We read the analytical review by Drs. Siddaiah-Subramanya, Smith, and Lonie titled, “Mastery learning: how is it helpful?” that appeared recently in Advances in Medical Education and Practice, with great interest.1 We commend the authors for bringing the mastery learning model to the attention of the journal’s readers. However, we note some missing information and wish to amplify the rationale and contributions of mastery learning in medical education by adding four additional points:

  1. The basic principle of mastery learning is “excellence for all.” This means that all medical learners can reach all learning goals to very high achievement standards with little or no variation in measured learning outcomes.2
  2. The traditional apprenticeship model of clinical medical education is becoming obsolete in light of contemporary approaches to curriculum development and advancements in educational technology, especially medical simulation. As Ericsson has pointed out, “the well-known saying, see one, do one, teach one … implies virtually instantaneous mastery of new procedures among medically trained individuals; however, objective performance measures have invalidated this conventional wisdom.”3
  3. Mastery learning programs in medicine are grounded in carefully designed and managed curricula that engage learners and teachers in active, effortful educational activities, assessments, actionable feedback, and steps toward constant improvement.4 Mastery learning is not a passive enterprise for learners or teachers. This is also the basis for the translational outcomes described below.
  4. Rigorous medical education mastery learning programs can not only yield short-run learning outcomes measured as skill and knowledge acquisition in educational settings, but also “downstream” translational results expressed as better patient care practices, improved patient outcomes, and lower health care costs.5 Translational medical education outcomes derive from mastery learning and research programs that are thematic, sustained, and cumulative.

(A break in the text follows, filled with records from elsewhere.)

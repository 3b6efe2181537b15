//! # Crypt — Dynamic Binding to the Platform crypt(3) Library
//!
//! Lazily resolves the system crypt implementation once per process and
//! exposes a single verification primitive, [`crypt_wrap`]. The stored hash
//! doubles as the crypt "setting" (algorithm + salt), so hashing a candidate
//! under it and comparing the result is a full verification.
//!
//! ## Library Probe Order
//!
//! `libxcrypt.so.2` → `libxcrypt.so.1` → `libxcrypt.so.0` → `libcrypt.so.2`
//! → `libcrypt.so.1` → `libcrypt.so` → `libc.so.6`. The first library that
//! yields a usable symbol is retained for the process lifetime (never
//! `dlclose`d); the rest are released.
//!
//! ## Reentrancy
//!
//! Prefers `crypt_ra`, which hashes into a caller-owned scratch buffer that
//! the library allocates and resizes through a `(void**, int*)` pair. Each
//! thread keeps its own scratch in a `thread_local!`, freed when the thread
//! exits. When only the classic `crypt` symbol exists, every call is
//! serialized through a process-wide mutex instead — slower, but
//! [`crypt_wrap`] stays safe to call from any thread either way.

use std::cell::RefCell;
use std::ffi::{c_char, c_int, c_void, CStr, CString};
use std::ptr;
use std::sync::{Mutex, OnceLock};

use thiserror::Error;
use tracing::debug;

/// Shared-library names probed in order for a crypt implementation.
pub const CRYPT_LIBRARIES: [&str; 7] = [
    "libxcrypt.so.2",
    "libxcrypt.so.1",
    "libxcrypt.so.0",
    "libcrypt.so.2",
    "libcrypt.so.1",
    "libcrypt.so",
    "libc.so.6",
];

#[derive(Debug, Clone, PartialEq, Eq, Error)]
pub enum CryptError {
    /// Neither `crypt_ra` nor `crypt` resolved in any probed library.
    #[error("no crypt function found in any of {CRYPT_LIBRARIES:?}")]
    NoCryptFunction,
}

/// `char *crypt_ra(const char *phrase, const char *setting, void **data, int *size)`
type CryptRaFn =
    unsafe extern "C" fn(*const c_char, *const c_char, *mut *mut c_void, *mut c_int) -> *mut c_char;

/// `char *crypt(const char *phrase, const char *setting)`
type CryptFn = unsafe extern "C" fn(*const c_char, *const c_char) -> *mut c_char;

enum Entry {
    /// Thread-safe entry point with per-thread scratch.
    Reentrant(CryptRaFn),
    /// Classic entry point returning static storage; calls are serialized.
    Serialized(CryptFn),
}

struct Binding {
    library: &'static str,
    entry: Entry,
}

static BINDING: OnceLock<Result<Binding, CryptError>> = OnceLock::new();

/// Guards every call through the non-reentrant `crypt` fallback.
static CRYPT_LOCK: Mutex<()> = Mutex::new(());

/// Library-managed scratch for `crypt_ra`: an opaque allocation the library
/// grows as needed. Owned exclusively by the thread that allocated it.
struct Scratch {
    data: *mut c_void,
    size: c_int,
}

impl Drop for Scratch {
    fn drop(&mut self) {
        if !self.data.is_null() {
            unsafe { libc::free(self.data) };
        }
    }
}

thread_local! {
    static SCRATCH: RefCell<Scratch> = const {
        RefCell::new(Scratch { data: ptr::null_mut(), size: 0 })
    };
}

fn load_binding() -> Result<Binding, CryptError> {
    for name in CRYPT_LIBRARIES {
        let cname = match CString::new(name) {
            Ok(c) => c,
            Err(_) => continue,
        };
        let handle = unsafe { libc::dlopen(cname.as_ptr(), libc::RTLD_NOW) };
        if handle.is_null() {
            continue;
        }
        unsafe {
            let sym = libc::dlsym(handle, c"crypt_ra".as_ptr());
            if !sym.is_null() {
                debug!(library = name, symbol = "crypt_ra", "crypt binding resolved");
                return Ok(Binding {
                    library: name,
                    entry: Entry::Reentrant(std::mem::transmute::<*mut c_void, CryptRaFn>(sym)),
                });
            }
            let sym = libc::dlsym(handle, c"crypt".as_ptr());
            if !sym.is_null() {
                debug!(library = name, symbol = "crypt", "crypt binding resolved");
                return Ok(Binding {
                    library: name,
                    entry: Entry::Serialized(std::mem::transmute::<*mut c_void, CryptFn>(sym)),
                });
            }
            // No usable symbol here; release and keep probing.
            libc::dlclose(handle);
        }
    }
    Err(CryptError::NoCryptFunction)
}

fn binding() -> Result<&'static Binding, CryptError> {
    match BINDING.get_or_init(load_binding) {
        Ok(b) => Ok(b),
        Err(e) => Err(e.clone()),
    }
}

/// Whether a crypt entry point resolved on this system.
pub fn available() -> bool {
    binding().is_ok()
}

/// Name of the library the binding resolved from, for startup logs.
pub fn library_name() -> Option<&'static str> {
    binding().ok().map(|b| b.library)
}

/// Hash `candidate` under `setting` (a full stored hash or salt string).
///
/// Returns `Ok(None)` when the library rejects the setting (null result),
/// when `setting` is empty, or when either input contains an interior NUL —
/// all of which read as "not a match" to callers. `Err` is reserved for the
/// fatal case where no crypt entry point exists at all.
pub fn crypt_wrap(candidate: &str, setting: &str) -> Result<Option<String>, CryptError> {
    if setting.is_empty() {
        return Ok(None);
    }
    let bound = binding()?;
    let key = match CString::new(candidate) {
        Ok(k) => k,
        Err(_) => return Ok(None),
    };
    let set = match CString::new(setting) {
        Ok(s) => s,
        Err(_) => return Ok(None),
    };

    let raw = match bound.entry {
        Entry::Reentrant(f) => SCRATCH.with(|scratch| {
            let mut scratch = scratch.borrow_mut();
            unsafe { f(key.as_ptr(), set.as_ptr(), &mut scratch.data, &mut scratch.size) }
        }),
        Entry::Serialized(f) => {
            let _guard = CRYPT_LOCK.lock().unwrap();
            unsafe { f(key.as_ptr(), set.as_ptr()) }
        }
    };

    if raw.is_null() {
        return Ok(None);
    }
    // Copy out immediately: the pointer targets library-owned storage
    // (per-thread scratch or static memory).
    let owned = unsafe { CStr::from_ptr(raw) }.to_string_lossy().into_owned();
    Ok(Some(owned))
}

The promise of mastery learning is that it represents a new frontier in medical education worldwide. Mastery learning combines the best of thoughtful curriculum development, active learning and teaching, rigorous assessment with actionable feedback, high achievement standards, and skill acquisition coupled with the formation and refinement of mental representations of clinical conditions.4,5 Mastery learning is a powerful educational strategy that works. The challenge of mastery learning is to choose key clinical problems (e.g., diabetes management) from many available options to address using the model. Such thoughtful curriculum decisions can produce new pathways and durable benefits for medical education.

Disclosure

The authors report no conflicts of interest in this communication.

References

1.

Siddaiah-Subramanya M, Smith S, Lonie J. Mastery learning: how is it helpful? An analytic review. Adv Med Educ Practice. 2017;8:269–275.

2.

McGaghie WC. Mastery learning: it is time for medical education to join the 21st century. Acad Med. 2015;90(11):1438–1441.

3.

Ericsson KA. Acquisition and maintenance of medical expertise: a perspective from the expert-performance approach with deliberate practice. Acad Med. 2015;90(11):1471–1486.

4.

Barsuk JH, Cohen ER, Wayne DB, Siddall VJ, McGaghie WC. Developing a simulation-based mastery learning curriculum: lessons from 11 years of advanced cardiac life support. Simul Healthc. 2016;11(1):52–59.

5.

McGaghie WC, Issenberg SB, Barsuk JH, Wayne DB. A critical review of simulation-based mastery learning with translational outcomes. Med Educ. 2014;48(4):375–385.